青春の門 筑豊篇


2006.9.12 今後の展開が楽しみ 【青春の門 筑豊篇】

                     
■ヒトコト感想
青春の門というタイトルから何か青臭いものを感じてしまった。だからといって何か偏見を持って読んだというのはない。壮大な物語の序章ということで、それなりに主人公である信介の父親の話から始まっている。今後重要になってくるであろうキャラクター達も本作で登場し、その後の展開に大きな役割を果たしそうだ。本作だけ読んでも十分楽しめる作品だが、これがこの後何巻にも続くと判っているだけに、どんな展開が待っているのか楽しみにさせるような作りになっている。

■ストーリー

誰もが一度は通りすぎる、そしてただ一度しか通ることの許されない青春の門。熱い血のたぎる筑豊の地に生を享けた伊吹信介。目覚めゆく少年の愛と性、そして人生への希望と旅立ち…。

■感想
青春の門と言いながら本作のメインは主人公の小学生から中学生時代に重点がおかれている。そうなってくると当然性的な部分がメインとなってくる。時代的なものもあるが、やけに生々しく感じてしまった。今のように表面だけ綺麗ではなくこの時代独特の物。外部から得る情報が極端に少ない時代だからこそ友達や兄貴分から得る情報が全てであり、ともすれば現在よりも随分と、この時代の年代にしては進んでいるのかもしれない。

時代的なものもあるが、昔九州に住んでいたことがあるので言葉の面でそれほど違和感を感じることはなくても、今の九州の人間にはない男臭さというものを小学生である信介に対して感じてしまった。

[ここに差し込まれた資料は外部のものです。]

//! Global tracing subscriber for the `parley` binary.
//!
//! Log lines are written to stderr so they never interleave with replies
//! streamed to stdout. Spans can additionally be exported through
//! OpenTelemetry (stdout exporter) for local inspection.
//!
//! ```no_run
//! parley_observe::tracing_setup::init_tracing("warn", false).unwrap();
//! // ... run ...
//! parley_observe::tracing_setup::shutdown_tracing();
//! ```

use std::sync::OnceLock;

use opentelemetry::trace::TracerProvider as _;
use opentelemetry_sdk::trace::SdkTracerProvider;
use tracing_subscriber::layer::SubscriberExt;
use tracing_subscriber::util::SubscriberInitExt;
use tracing_subscriber::EnvFilter;

/// Kept so `shutdown_tracing` can flush spans still in flight.
static OTEL_PROVIDER: OnceLock<SdkTracerProvider> = OnceLock::new();

/// `RUST_LOG` when set and valid, otherwise `fallback`.
pub fn env_filter(fallback: &str) -> EnvFilter {
    EnvFilter::try_from_default_env().unwrap_or_else(|_| EnvFilter::new(fallback))
}

/// Install the global subscriber.
///
/// `default_directives` applies when `RUST_LOG` is not set. Fails if a
/// global subscriber is already installed.
pub fn init_tracing(
    default_directives: &str,
    enable_otel: bool,
) -> Result<(), Box<dyn std::error::Error + Send + Sync>> {
    let otel_layer = enable_otel.then(|| {
        let provider = SdkTracerProvider::builder()
            .with_simple_exporter(opentelemetry_stdout::SpanExporter::default())
            .build();
        let tracer = provider.tracer("parley");
        let _ = OTEL_PROVIDER.set(provider.clone());
        opentelemetry::global::set_tracer_provider(provider);
        tracing_opentelemetry::layer().with_tracer(tracer)
    });

    tracing_subscriber::registry()
        .with(env_filter(default_directives))
        .with(
            tracing_subscriber::fmt::layer()
                .with_writer(std::io::stderr)
                .with_target(true),
        )
        .with(otel_layer)
        .try_init()?;

    Ok(())
}

/// Flush and stop the OpenTelemetry exporter. Does nothing when OTel was
/// not enabled.
pub fn shutdown_tracing() {
    let Some(provider) = OTEL_PROVIDER.get() else {
        return;
    };
    if let Err(err) = provider.shutdown() {
        eprintln!("Warning: failed to flush OpenTelemetry spans: {err}");
    }
}
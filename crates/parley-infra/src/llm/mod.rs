//! Completion transport implementations.
//!
//! Contains concrete implementations of the [`CompletionTransport`] trait
//! defined in `parley-core`.
//!
//! [`CompletionTransport`]: parley_core::llm::CompletionTransport

pub mod ollama;

pub use ollama::OllamaTransport;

小さい頃から周りから義理人情を教え込まれた人間は今後成長していくにあたってどのような人間になるのか、綺麗ごとだけではすまない世の中でどのように世間を渡り歩いて行くのか、本作ではまだ純粋な信介なのだが、それが今後どうなっていくのか、楽しみな部分でもある。

信介の生まれた境遇は決して恵まれているとはいえないが、逆に不幸だとも思えない。すばらしい父親のおかげで周りからちやほやされたり初対面の人間に対しても一目置かれることもある。これがただの親の七光りなのか、それとも今後の信介の実力に伴うのか本作ではまだまだ信介自身の人間性で周りの人々を引き付けているとはいえないが、今後は父親とは関係なく、人間的魅力で周りの人間を心酔させていくのだろうか。

まだまだ始まったばかりで、これからの展開が楽しみだ。